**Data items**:
• • •

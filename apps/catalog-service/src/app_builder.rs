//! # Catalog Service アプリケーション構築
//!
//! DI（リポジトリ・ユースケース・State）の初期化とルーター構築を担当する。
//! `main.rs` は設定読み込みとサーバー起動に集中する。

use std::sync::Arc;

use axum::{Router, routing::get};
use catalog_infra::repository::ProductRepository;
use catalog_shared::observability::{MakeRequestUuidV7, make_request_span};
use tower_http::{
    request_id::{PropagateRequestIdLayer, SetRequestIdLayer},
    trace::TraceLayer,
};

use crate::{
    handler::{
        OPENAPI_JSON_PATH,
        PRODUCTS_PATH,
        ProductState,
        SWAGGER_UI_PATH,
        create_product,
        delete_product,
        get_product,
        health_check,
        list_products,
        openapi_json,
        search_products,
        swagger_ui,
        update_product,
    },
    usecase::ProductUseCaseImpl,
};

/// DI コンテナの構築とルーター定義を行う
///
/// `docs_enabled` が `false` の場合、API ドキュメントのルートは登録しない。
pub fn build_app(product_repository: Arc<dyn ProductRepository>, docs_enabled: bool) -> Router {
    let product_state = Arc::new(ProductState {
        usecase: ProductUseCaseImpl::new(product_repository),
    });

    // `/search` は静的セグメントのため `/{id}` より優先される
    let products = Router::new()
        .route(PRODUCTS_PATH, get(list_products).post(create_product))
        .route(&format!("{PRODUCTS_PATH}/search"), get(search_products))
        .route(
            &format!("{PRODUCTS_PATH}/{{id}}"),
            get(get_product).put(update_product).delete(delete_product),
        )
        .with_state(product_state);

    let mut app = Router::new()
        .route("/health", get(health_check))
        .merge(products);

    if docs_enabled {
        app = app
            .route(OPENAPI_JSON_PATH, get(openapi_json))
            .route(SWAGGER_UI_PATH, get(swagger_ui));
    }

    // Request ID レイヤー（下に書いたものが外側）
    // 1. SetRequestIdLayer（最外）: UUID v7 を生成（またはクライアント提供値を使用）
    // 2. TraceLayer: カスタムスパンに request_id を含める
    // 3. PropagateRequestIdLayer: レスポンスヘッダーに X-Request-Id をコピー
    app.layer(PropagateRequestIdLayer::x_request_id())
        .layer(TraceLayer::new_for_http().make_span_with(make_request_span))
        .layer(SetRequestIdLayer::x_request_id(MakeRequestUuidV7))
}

• • •

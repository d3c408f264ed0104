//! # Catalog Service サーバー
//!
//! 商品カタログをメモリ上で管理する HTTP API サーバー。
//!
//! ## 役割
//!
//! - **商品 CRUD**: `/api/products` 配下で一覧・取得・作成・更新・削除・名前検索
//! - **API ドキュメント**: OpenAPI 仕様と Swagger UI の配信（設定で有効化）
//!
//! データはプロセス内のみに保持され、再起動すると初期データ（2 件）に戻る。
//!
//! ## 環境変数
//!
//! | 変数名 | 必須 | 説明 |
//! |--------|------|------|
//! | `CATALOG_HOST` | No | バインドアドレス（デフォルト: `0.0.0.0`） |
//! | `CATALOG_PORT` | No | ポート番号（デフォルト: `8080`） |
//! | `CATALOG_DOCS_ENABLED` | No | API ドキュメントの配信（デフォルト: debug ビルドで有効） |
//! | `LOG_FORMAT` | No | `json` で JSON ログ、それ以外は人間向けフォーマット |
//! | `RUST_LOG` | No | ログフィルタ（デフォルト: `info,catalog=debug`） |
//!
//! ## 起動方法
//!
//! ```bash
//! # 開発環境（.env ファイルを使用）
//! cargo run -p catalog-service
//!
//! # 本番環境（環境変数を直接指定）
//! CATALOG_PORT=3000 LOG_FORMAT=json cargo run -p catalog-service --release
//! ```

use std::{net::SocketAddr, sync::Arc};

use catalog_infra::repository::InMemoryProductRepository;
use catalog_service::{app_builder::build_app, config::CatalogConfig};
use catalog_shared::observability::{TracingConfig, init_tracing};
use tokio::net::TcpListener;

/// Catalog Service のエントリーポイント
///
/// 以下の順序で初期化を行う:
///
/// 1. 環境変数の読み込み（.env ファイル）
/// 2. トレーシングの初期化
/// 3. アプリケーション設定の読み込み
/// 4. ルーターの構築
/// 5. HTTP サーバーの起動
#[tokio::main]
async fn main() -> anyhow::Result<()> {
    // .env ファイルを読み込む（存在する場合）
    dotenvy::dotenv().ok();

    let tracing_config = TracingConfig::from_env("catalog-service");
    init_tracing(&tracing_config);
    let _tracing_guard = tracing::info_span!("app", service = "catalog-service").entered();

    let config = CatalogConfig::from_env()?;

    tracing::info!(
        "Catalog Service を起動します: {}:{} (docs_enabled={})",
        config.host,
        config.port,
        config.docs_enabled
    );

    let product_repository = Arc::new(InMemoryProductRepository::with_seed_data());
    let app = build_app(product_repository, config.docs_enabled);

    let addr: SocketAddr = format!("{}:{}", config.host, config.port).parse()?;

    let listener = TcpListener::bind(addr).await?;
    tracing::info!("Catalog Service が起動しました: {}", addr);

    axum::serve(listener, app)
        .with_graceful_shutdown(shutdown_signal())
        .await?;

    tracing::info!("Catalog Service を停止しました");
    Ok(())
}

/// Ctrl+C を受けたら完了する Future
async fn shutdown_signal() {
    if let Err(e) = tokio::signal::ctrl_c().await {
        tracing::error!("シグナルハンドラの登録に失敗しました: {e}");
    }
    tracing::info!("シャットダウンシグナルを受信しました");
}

• • •

Check each line of the records for the word "main", and show the lines that contain it.

**OUTPUT BELOW**:
//! `main.rs` は設定読み込みとサーバー起動に集中する。
#[tokio::main]
async fn main() -> anyhow::Result<()> {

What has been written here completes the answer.